Is there any sound, rational dispute of the assertion that the Philosophy of Liberty, based on the principle of self-ownership, is the most universally accepted moral position with regard to the way we should relate to others regardless of ethnicity, religion, social status, or any other distinction?
If you don’t own yourself, what other human being does? If you are a person who believes that society owns you, that you are a small part of a giant collective, I will not argue with you as you are entitled to your own belief system. But do you believe that you have the right to coerce others into accepting your belief system by force?
Once you have come to the realization that YOU are the sole owner of your life and you own no one else’s, several questions must be answered.
If you don’t own the lives of other people, how can you assign ownership of your neighbors’ life and/or property to yourself or others? Isn’t that theft? Regardless of how this reassignment of ownership comes about, whether via a gun to the head or at the ballot box, theft is immoral. The fact that society makes moral exceptions for theft when it takes place through officially approved means does not magically convert theft into charity.
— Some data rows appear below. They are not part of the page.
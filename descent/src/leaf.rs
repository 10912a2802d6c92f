//! Leaf parsers: the primitives that actually consume bytes.
//!
//! Everything above a leaf is pure combinator structure; a [`Leaf`] is where
//! the source gets read. Four built-ins are registered on every
//! [`Grammar`](crate::Grammar): `literal`, `regex`, `number` and `location`.
//! Embedders can register their own under a name of their choosing.

use std::cell::RefCell;
use std::rc::Rc;
use std::str;

use regex_automata::meta::Regex;
use regex_automata::{Anchored, Input};
use rustc_hash::FxHashMap;

use crate::error::Reject;
use crate::state::State;
use crate::value::Value;

/// A pluggable primitive.
///
/// `tag` is the configuration string the rule was constructed with (the
/// literal text for `literal`, the pattern for `regex`). The contract: on
/// failure return a [`Reject`] and report no advance; on success the engine
/// advances the cursor by exactly the returned amount. A leaf may also raise
/// a commit via [`Reject::Commit`].
pub trait Leaf {
    fn consume(&self, state: &State<'_>, tag: Option<&str>) -> Result<(Value, usize), Reject>;
}

/// Compiled patterns, shared between the grammar builder and the regex leaf
/// so each pattern compiles once per grammar. An invalid pattern is a
/// configuration error and panics.
#[derive(Default)]
pub(crate) struct RegexCache {
    map: RefCell<FxHashMap<String, Rc<Regex>>>,
}

impl RegexCache {
    pub fn compile(&self, pattern: &str) -> Rc<Regex> {
        if let Some(re) = self.map.borrow().get(pattern) {
            return re.clone();
        }
        let re = Regex::new(pattern)
            .unwrap_or_else(|err| panic!("invalid regex pattern {pattern:?}: {err}"));
        let re = Rc::new(re);
        self.map
            .borrow_mut()
            .insert(pattern.to_string(), re.clone());
        re
    }
}

/// Matches its tag byte-for-byte.
pub(crate) struct LiteralLeaf;

impl Leaf for LiteralLeaf {
    fn consume(&self, state: &State<'_>, tag: Option<&str>) -> Result<(Value, usize), Reject> {
        let literal = tag.unwrap_or_else(|| panic!("literal rule has no tag"));
        let expected = literal.as_bytes();
        let rest = state.rest();
        if rest.len() < expected.len() || &rest[..expected.len()] != expected {
            return Err(Reject::Soft(format!("Expected {literal:?}")));
        }
        Ok((
            Value::Token {
                contents: expected.to_vec(),
                at: state.location(),
            },
            expected.len(),
        ))
    }
}

/// Matches its tag as a regex anchored at the cursor.
///
/// A zero-length anchored match counts as success.
pub(crate) struct RegexLeaf {
    pub cache: Rc<RegexCache>,
}

impl Leaf for RegexLeaf {
    fn consume(&self, state: &State<'_>, tag: Option<&str>) -> Result<(Value, usize), Reject> {
        let pattern = tag.unwrap_or_else(|| panic!("regex rule has no tag"));
        let re = self.cache.compile(pattern);
        let input = Input::new(state.rest()).anchored(Anchored::Yes);
        match re.find(input) {
            Some(m) => Ok((
                Value::Token {
                    contents: state.rest()[..m.end()].to_vec(),
                    at: state.location(),
                },
                m.end(),
            )),
            None => Err(Reject::Soft(format!(
                "expected string to match regex {pattern:?}"
            ))),
        }
    }
}

// Matches 4e6, -4.e7, .6E20, -0e0. Doesn't match .e7.
const NUMBER_PATTERN: &str =
    r"-?[0-9]+\.?[0-9]*([eE]-?[0-9]+)?|-?[0-9]*\.?[0-9]+([eE]-?[0-9]+)?";

/// Matches the first occurrence of a numeric lexeme in the remaining input
/// and advances by the match length. Needs no tag.
pub(crate) struct NumberLeaf {
    regex: Regex,
}

impl NumberLeaf {
    pub fn new() -> Self {
        let regex = Regex::new(NUMBER_PATTERN).expect("internal error: number pattern compiles");
        Self { regex }
    }
}

impl Leaf for NumberLeaf {
    fn consume(&self, state: &State<'_>, _tag: Option<&str>) -> Result<(Value, usize), Reject> {
        let rest = state.rest();
        let Some(m) = self.regex.find(rest) else {
            return Err(Reject::Soft("expected number".to_string()));
        };
        let text = str::from_utf8(&rest[m.range()]).expect("internal error: number lexeme is ascii");
        match text.parse::<f64>() {
            Ok(value) => Ok((
                Value::Number {
                    value,
                    at: state.location(),
                },
                m.len(),
            )),
            Err(err) => Err(Reject::Soft(format!("expected number but {err}"))),
        }
    }
}

/// Captures the current location without consuming anything. Never fails.
pub(crate) struct MarkLeaf;

impl Leaf for MarkLeaf {
    fn consume(&self, state: &State<'_>, _tag: Option<&str>) -> Result<(Value, usize), Reject> {
        Ok((
            Value::Mark {
                at: state.location(),
            },
            0,
        ))
    }
}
Shouldn’t all human interaction be voluntary? Or should people be forced into associations with others against their will? Should people be forced to fund or support other people’s agendas against their will? We were taught from the time we were small children that it is wrong to initiate force against others to bend them to our will. This principle remains true as adults. It is wrong to initiate force against others to make them do what we want them to do, even if we can persuade a majority of voters to join us in using the ballot box to compel the minority to meet our demands by force.
Do you have a moral right to defend your life and/or property from the initiation of force by individuals or groups? Does it matter who the individuals are or the name of the group initiating the force? Either right is right and wrong is wrong or we have no moral compass in our society.
Do you believe you have the right to impose “leaders” on other people? Doesn’t that violate other people’s right to self-ownership?
These are important questions to resolve before the next opportunity to ask government officials to initiate force on your behalf arises.
The market, freedom, and other people’s preferences in exercising their self-ownership should not be feared. Relying on force to achieve your goals is an admission of a lack of morality and courage. We can do better than that.